Task item - What appears in the data must be reproduced exactly.

━━━━━━━━━━

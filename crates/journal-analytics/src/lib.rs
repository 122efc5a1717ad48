//! 매매일지 성과 분석.
//!
//! 평가가 끝난 거래 목록을 받아 집계 지표를 계산합니다:
//! - 총 거래 수, 총손익(기준/보조 통화, 백분율 합계), 승률
//! - 평균 절대 손익률
//! - 누적 잔고 기준 최대 낙폭
//! - 주별/월별 손익, 자산 곡선
//!
//! 모든 계산은 입력을 변경하지 않는 순수 함수이며, 호출할 때마다 새로 계산됩니다.

pub mod entry;
pub mod performance;
pub mod portfolio;

pub use entry::JournalEntry;
pub use performance::summary::{summarize, Analytics, AnalyticsSnapshot, EmotionProfit};
pub use portfolio::equity_curve::{drawdown_pct, DrawdownTracker, EquityCurve, EquityPoint};
pub use portfolio::periods::{Period, PeriodAccumulator, PeriodBucketer, PeriodProfit};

━━━━━━━━━━

Answer space -
filename crates/journal-analytics/src/lib.rs
repository 122efc5a1717ad48
//! 매매일지 성과 분석.
//!
//! 평가가 끝난 거래 목록을 받아 집계 지표를 계산합니다:
//! - 총 거래 수, 총손익(기준/보조 통화, 백분율 합계), 승률
//! - 평균 절대 손익률
//! - 누적 잔고 기준 최대 낙폭
//! - 주별/월별 손익, 자산 곡선
//!
//! 모든 계산은 입력을 변경하지 않는 순수 함수이며, 호출할 때마다 새로 계산됩니다.

pub mod entry;
pub mod performance;
pub mod portfolio;

pub use entry::JournalEntry;
pub use performance::summary::{summarize, Analytics, AnalyticsSnapshot, EmotionProfit};
pub use portfolio::equity_curve::{drawdown_pct, DrawdownTracker, EquityCurve, EquityPoint};
pub use portfolio::periods::{Period, PeriodAccumulator, PeriodBucketer, PeriodProfit};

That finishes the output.